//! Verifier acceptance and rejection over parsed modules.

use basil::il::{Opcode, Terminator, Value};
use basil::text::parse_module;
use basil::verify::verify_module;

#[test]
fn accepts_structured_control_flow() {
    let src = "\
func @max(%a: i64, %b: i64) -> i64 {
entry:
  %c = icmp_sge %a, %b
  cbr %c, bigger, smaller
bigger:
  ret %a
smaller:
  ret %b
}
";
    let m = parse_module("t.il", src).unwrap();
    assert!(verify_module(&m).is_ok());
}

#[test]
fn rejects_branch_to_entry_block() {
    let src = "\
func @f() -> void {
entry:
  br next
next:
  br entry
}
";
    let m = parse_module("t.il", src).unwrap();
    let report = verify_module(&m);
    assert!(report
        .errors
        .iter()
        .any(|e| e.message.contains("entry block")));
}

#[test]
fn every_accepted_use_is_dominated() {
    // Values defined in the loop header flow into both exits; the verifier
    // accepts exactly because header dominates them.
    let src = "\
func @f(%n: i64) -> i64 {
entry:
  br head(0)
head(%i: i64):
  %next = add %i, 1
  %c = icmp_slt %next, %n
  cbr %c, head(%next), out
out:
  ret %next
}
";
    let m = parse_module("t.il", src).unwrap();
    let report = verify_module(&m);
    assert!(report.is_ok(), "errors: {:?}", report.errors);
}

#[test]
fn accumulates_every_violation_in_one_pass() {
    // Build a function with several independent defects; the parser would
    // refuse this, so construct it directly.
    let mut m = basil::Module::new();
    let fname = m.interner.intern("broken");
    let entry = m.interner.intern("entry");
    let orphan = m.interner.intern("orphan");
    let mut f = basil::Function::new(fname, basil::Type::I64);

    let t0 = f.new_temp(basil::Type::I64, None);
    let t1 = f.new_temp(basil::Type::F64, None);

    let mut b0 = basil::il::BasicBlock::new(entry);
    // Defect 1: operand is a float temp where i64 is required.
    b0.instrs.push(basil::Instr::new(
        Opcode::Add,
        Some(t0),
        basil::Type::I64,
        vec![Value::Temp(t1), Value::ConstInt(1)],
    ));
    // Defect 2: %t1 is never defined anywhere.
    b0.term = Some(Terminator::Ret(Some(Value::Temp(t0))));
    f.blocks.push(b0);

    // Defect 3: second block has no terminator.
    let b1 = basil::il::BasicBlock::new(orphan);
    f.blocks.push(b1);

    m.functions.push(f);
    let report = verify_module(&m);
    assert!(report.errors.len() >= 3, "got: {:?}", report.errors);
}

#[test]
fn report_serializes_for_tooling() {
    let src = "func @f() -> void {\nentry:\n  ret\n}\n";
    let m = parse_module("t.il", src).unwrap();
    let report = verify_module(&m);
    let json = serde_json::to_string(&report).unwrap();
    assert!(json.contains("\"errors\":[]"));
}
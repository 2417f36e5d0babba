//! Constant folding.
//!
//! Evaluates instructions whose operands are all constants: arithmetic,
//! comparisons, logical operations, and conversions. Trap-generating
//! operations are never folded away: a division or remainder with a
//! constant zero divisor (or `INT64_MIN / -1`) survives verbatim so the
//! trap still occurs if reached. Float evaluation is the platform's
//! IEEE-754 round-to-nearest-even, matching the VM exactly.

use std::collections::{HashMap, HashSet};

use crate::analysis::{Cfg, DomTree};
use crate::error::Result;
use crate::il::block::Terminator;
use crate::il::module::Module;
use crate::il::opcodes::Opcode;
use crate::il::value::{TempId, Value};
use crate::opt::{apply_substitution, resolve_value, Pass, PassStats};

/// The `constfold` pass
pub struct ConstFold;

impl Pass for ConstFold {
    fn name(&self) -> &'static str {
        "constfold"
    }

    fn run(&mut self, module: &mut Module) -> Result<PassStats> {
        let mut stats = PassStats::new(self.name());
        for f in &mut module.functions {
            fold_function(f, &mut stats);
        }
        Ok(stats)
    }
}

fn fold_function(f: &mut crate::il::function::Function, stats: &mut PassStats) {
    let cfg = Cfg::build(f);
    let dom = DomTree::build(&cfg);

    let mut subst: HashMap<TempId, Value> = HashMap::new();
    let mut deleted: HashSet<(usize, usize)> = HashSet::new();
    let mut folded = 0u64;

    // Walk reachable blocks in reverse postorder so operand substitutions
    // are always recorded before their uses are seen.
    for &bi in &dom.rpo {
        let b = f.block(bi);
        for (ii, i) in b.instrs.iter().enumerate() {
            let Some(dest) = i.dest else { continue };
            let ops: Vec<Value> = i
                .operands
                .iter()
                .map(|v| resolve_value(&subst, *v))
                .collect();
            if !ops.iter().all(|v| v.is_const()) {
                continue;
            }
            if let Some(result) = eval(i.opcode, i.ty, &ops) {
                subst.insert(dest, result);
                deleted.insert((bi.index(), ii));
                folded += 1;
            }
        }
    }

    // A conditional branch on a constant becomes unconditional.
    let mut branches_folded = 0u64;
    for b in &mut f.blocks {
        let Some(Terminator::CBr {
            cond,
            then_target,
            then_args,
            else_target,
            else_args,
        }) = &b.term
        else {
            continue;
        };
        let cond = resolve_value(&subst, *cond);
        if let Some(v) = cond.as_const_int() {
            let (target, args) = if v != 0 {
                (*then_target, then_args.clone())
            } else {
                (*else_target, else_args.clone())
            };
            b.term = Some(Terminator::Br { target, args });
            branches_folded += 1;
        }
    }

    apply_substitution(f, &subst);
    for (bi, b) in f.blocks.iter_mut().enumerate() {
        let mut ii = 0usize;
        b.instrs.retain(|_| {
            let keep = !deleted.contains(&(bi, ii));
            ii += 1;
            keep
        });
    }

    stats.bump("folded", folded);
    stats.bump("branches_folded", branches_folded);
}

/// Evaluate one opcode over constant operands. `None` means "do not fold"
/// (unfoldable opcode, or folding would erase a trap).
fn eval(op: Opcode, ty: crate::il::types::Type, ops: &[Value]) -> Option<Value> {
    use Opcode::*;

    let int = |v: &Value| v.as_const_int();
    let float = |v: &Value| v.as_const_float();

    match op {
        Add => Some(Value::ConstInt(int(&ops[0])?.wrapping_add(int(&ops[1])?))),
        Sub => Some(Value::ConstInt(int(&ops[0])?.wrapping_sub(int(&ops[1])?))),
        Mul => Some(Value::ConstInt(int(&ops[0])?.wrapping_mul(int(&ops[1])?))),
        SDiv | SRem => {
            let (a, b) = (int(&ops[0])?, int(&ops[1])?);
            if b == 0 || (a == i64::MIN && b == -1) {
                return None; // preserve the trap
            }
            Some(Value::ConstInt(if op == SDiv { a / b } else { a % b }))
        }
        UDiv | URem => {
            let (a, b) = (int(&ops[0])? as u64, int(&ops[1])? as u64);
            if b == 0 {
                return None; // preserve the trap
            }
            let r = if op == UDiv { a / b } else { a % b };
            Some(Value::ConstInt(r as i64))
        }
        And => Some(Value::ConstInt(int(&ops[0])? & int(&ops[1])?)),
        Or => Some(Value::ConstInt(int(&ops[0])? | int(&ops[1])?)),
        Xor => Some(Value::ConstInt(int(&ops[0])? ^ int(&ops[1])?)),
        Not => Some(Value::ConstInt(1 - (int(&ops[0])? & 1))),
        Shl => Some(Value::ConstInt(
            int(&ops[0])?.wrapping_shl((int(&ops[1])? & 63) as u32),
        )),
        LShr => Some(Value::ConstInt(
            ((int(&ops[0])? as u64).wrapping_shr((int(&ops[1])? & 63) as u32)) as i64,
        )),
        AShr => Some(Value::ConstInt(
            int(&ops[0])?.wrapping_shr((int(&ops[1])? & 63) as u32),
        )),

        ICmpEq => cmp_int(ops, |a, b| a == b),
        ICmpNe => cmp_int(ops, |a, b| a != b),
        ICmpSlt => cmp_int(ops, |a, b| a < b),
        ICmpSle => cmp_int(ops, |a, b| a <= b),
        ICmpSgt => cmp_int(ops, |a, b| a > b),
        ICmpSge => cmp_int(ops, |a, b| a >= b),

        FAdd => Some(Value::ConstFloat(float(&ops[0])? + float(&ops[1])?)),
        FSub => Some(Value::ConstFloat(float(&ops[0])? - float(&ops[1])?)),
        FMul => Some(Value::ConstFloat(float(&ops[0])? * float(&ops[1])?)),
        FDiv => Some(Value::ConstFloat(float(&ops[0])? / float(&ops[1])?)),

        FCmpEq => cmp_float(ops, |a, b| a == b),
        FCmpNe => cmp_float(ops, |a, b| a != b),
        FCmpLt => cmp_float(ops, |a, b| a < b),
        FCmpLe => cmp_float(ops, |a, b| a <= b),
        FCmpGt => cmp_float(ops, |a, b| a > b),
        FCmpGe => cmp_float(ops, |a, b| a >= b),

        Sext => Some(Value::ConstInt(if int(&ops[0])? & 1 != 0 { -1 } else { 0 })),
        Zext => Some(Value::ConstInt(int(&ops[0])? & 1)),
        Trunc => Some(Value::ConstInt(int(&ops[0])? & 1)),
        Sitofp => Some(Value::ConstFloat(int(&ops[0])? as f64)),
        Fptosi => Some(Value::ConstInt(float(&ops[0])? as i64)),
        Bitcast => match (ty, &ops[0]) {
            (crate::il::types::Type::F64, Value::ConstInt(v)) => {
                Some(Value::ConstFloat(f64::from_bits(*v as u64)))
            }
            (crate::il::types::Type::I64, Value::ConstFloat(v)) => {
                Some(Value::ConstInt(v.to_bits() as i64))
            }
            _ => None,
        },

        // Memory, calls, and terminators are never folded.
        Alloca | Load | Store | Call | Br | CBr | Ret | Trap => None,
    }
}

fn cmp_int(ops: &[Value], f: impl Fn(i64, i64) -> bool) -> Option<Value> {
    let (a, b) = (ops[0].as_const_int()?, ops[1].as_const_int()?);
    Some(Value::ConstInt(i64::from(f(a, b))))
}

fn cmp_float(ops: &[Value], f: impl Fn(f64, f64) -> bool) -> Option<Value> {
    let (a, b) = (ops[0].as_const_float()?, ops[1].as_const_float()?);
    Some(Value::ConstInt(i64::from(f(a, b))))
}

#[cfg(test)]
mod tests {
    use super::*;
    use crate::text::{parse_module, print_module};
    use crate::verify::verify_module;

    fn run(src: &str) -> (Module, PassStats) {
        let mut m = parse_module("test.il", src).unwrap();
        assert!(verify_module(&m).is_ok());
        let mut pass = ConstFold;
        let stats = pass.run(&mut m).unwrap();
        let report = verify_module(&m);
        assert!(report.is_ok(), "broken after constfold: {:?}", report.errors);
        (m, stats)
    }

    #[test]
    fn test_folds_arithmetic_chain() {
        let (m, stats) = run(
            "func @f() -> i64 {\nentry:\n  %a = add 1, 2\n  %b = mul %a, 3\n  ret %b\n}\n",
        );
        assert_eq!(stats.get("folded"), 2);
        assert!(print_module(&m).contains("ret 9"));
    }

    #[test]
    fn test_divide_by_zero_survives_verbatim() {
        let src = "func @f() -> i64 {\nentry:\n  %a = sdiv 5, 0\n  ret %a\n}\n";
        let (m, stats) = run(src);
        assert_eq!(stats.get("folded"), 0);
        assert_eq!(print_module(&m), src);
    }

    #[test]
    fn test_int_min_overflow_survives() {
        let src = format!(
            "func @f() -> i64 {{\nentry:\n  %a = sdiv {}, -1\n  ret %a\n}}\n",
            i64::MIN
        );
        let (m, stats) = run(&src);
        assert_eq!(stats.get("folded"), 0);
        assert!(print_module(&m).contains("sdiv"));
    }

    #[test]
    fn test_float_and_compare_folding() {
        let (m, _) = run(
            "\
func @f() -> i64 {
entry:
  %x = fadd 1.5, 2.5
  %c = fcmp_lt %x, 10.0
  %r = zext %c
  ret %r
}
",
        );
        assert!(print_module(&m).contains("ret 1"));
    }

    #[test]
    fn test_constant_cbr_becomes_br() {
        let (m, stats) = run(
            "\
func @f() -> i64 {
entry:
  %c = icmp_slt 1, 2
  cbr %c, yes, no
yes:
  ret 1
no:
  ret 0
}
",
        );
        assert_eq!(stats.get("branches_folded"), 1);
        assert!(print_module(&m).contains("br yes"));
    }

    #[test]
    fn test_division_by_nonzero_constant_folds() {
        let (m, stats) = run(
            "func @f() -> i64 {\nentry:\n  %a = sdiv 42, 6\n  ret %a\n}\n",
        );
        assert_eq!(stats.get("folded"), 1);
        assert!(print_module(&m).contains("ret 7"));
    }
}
▬▬▬▬▬▬
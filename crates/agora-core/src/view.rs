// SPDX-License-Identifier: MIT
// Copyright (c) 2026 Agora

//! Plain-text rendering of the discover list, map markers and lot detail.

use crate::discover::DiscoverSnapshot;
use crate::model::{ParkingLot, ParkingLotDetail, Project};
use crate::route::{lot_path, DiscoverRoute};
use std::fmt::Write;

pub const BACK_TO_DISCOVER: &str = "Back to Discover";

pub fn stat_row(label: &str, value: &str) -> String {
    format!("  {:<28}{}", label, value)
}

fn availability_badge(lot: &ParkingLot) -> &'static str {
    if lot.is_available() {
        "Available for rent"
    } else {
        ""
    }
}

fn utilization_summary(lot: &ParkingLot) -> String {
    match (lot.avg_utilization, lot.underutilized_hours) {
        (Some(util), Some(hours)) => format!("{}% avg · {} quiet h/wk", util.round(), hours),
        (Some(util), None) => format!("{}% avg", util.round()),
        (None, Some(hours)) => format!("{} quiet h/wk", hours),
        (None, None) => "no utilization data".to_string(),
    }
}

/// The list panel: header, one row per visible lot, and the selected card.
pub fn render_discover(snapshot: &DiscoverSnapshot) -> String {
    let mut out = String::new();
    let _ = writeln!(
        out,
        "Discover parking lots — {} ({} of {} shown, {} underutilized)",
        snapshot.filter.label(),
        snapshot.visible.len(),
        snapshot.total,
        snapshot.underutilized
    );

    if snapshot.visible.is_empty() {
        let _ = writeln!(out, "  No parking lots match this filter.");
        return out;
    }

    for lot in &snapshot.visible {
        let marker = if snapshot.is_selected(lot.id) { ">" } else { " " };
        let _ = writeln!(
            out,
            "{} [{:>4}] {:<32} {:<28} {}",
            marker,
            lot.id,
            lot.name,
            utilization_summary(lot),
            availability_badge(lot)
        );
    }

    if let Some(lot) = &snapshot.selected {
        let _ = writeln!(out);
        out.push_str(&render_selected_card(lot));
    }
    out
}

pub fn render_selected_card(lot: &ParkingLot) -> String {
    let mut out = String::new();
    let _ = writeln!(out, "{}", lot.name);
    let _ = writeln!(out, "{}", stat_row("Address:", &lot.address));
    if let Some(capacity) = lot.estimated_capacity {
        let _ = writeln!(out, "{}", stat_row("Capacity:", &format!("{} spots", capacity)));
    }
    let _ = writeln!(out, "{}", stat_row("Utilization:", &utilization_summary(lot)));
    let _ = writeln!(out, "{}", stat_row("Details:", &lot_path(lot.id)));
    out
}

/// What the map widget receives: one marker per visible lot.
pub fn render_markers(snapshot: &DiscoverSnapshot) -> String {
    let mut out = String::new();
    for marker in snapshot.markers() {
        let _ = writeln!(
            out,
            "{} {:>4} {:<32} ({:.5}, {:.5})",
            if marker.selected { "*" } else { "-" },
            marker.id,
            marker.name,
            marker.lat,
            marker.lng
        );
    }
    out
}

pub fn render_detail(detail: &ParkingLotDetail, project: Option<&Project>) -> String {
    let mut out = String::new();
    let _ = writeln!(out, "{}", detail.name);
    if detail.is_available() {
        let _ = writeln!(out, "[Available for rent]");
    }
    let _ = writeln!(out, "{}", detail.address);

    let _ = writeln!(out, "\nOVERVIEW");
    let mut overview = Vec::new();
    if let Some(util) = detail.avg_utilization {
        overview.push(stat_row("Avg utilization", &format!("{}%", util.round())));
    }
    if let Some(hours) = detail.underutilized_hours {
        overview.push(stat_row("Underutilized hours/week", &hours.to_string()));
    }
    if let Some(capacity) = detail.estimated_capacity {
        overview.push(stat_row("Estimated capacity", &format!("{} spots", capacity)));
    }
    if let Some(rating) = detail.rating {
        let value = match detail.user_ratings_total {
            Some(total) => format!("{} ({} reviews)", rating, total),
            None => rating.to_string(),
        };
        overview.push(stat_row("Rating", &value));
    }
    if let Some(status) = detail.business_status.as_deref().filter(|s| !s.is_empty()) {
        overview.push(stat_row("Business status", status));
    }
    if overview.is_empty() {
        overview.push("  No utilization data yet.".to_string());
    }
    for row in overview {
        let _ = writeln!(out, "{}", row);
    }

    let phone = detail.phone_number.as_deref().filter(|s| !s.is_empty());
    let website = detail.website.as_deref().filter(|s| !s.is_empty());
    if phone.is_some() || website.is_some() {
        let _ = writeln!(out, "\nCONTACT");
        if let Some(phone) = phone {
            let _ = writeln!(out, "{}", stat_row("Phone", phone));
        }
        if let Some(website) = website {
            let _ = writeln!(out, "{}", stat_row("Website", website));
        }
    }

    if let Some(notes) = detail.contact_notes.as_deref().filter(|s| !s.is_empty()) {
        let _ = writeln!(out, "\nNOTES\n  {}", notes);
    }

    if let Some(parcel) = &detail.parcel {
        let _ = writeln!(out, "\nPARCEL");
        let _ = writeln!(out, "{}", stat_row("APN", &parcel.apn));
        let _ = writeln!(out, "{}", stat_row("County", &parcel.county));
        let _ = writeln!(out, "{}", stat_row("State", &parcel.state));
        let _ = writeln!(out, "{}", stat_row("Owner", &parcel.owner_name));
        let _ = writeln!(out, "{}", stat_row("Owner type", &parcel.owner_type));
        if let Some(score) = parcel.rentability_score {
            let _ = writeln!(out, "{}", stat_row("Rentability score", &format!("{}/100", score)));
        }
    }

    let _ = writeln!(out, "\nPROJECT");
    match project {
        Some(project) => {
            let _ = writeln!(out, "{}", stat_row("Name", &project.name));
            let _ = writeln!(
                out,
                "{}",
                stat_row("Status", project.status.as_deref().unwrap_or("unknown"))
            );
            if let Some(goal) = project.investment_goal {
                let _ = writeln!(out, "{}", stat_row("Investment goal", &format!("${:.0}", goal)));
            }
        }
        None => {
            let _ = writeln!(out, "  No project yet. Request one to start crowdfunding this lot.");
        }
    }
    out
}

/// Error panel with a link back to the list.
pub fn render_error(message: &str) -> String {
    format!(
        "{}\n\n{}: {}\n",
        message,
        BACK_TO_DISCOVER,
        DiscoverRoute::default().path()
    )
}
▬▬▬▬▬▬
▸ **Task item**: What is needed is one number, the count of lines in the listing above that contain the word "fname".

▸ **Exercise result**: 2